→ **Instructions for the task**
This exercise calls for copying every line below that holds the word "Backend".

→ **Source material**
// ============================================================
// Layer 5 - Attention Feature (entity-slot pooling)
// ============================================================
// Routes segment-level attention onto the output vocabulary by
// looking at which entity each segment mentions.
//
//   Hard: top-attended segment → first @entity<N> in it → slot N = 1.0
//   Soft: every segment        → first @entity<N> in it → slot N += attention
//
// These are sequential scans over host data, row by row, segment
// by segment, token by token. "First entity token" and "first
// top segment" depend on that order. Padding (id 0) is skipped.
//
// The vocabulary is an explicit argument: decoding is a pure
// function of (token ids, vocabulary).

use burn::prelude::*;
use serde::{Deserialize, Serialize};

use crate::domain::vocabulary::Vocabulary;
use crate::error::{ModelError, ModelResult};
use crate::ml::attention::first_argmax;

#[derive(Debug, Clone, Copy, PartialEq, Eq, Serialize, Deserialize)]
pub enum FeaturePolicy {
    /// One-hot on the entity of the top-attended segment
    Hard,
    /// Attention mass summed per mentioned entity
    Soft,
}

/// Story token ids copied to the host, `[batch, segments, tokens]`.
#[derive(Debug, Clone, PartialEq)]
pub struct StoryTokens {
    batch:    usize,
    segments: usize,
    tokens:   usize,
    ids:      Vec<usize>,
}

impl StoryTokens {
    pub fn new(batch: usize, segments: usize, tokens: usize, ids: Vec<usize>) -> Self {
        assert_eq!(ids.len(), batch * segments * tokens, "story ids do not match their shape");
        Self { batch, segments, tokens, ids }
    }

    pub fn from_tensor<B: Backend>(story: Tensor<B, 3, Int>) -> Self {
        let [batch, segments, tokens] = story.dims();
        let ids = story
            .into_data()
            .iter::<i64>()
            .map(|id| id.max(0) as usize)
            .collect();
        Self::new(batch, segments, tokens, ids)
    }

    pub fn batch(&self) -> usize {
        self.batch
    }

    pub fn segments(&self) -> usize {
        self.segments
    }

    pub fn segment(&self, row: usize, segment: usize) -> &[usize] {
        let start = (row * self.segments + segment) * self.tokens;
        &self.ids[start..start + self.tokens]
    }
}

/// Slot of the first entity token in a segment, skipping padding.
pub fn first_entity(segment: &[usize], vocab: &Vocabulary) -> ModelResult<Option<usize>> {
    for &id in segment {
        if id == 0 {
            continue;
        }
        match vocab.slot_of(id) {
            None             => return Err(ModelError::UnknownToken(id)),
            Some(Some(slot)) => return Ok(Some(slot)),
            Some(None)       => {}
        }
    }
    Ok(None)
}

fn check_slot(slot: usize, output_size: usize) -> ModelResult<usize> {
    if slot < output_size {
        Ok(slot)
    } else {
        Err(ModelError::SlotOutOfRange { slot, output_size })
    }
}

/// Hard policy. `top[row]` is the top-attended segment of that row.
/// Returns a row-major `[batch, output_size]` one-hot matrix.
pub fn hard_feature(
    story:       &StoryTokens,
    top:         &[usize],
    vocab:       &Vocabulary,
    output_size: usize,
) -> ModelResult<Vec<f32>> {
    let mut feature = vec![0.0f32; story.batch() * output_size];
    for (row, &segment) in top.iter().enumerate() {
        let slot = first_entity(story.segment(row, segment), vocab)?
            .ok_or(ModelError::MissingEntity { row, segment })?;
        feature[row * output_size + check_slot(slot, output_size)?] = 1.0;
    }
    Ok(feature)
}

/// Soft policy. `attention` is row-major `[batch, segments]`.
pub fn soft_feature(
    story:       &StoryTokens,
    attention:   &[f32],
    vocab:       &Vocabulary,
    output_size: usize,
) -> ModelResult<Vec<f32>> {
    let mut feature = vec![0.0f32; story.batch() * output_size];
    for row in 0..story.batch() {
        for segment in 0..story.segments() {
            let Some(slot) = first_entity(story.segment(row, segment), vocab)? else {
                continue;
            };
            let mass = attention[row * story.segments() + segment];
            feature[row * output_size + check_slot(slot, output_size)?] += mass;
        }
    }
    Ok(feature)
}

/// Tensor-level entry point used by the networks.
pub fn attention_feature<B: Backend>(
    policy:      FeaturePolicy,
    story:       Tensor<B, 3, Int>,
    attention:   Tensor<B, 2>,
    vocab:       &Vocabulary,
    output_size: usize,
) -> ModelResult<Tensor<B, 2>> {
    let device = attention.device();
    let tokens = StoryTokens::from_tensor(story);

    let feature = match policy {
        FeaturePolicy::Hard => {
            let top: Vec<usize> = first_argmax(attention)
                .into_data()
                .iter::<i64>()
                .map(|i| i as usize)
                .collect();
            hard_feature(&tokens, &top, vocab, output_size)?
        }
        FeaturePolicy::Soft => {
            let attention: Vec<f32> = attention.into_data().iter::<f32>().collect();
            soft_feature(&tokens, &attention, vocab, output_size)?
        }
    };

    Ok(Tensor::from_data(
        TensorData::new(feature, [tokens.batch(), output_size]),
        &device,
    ))
}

→ **Task solution**
    pub fn from_tensor<B: Backend>(story: Tensor<B, 3, Int>) -> Self {
pub fn attention_feature<B: Backend>(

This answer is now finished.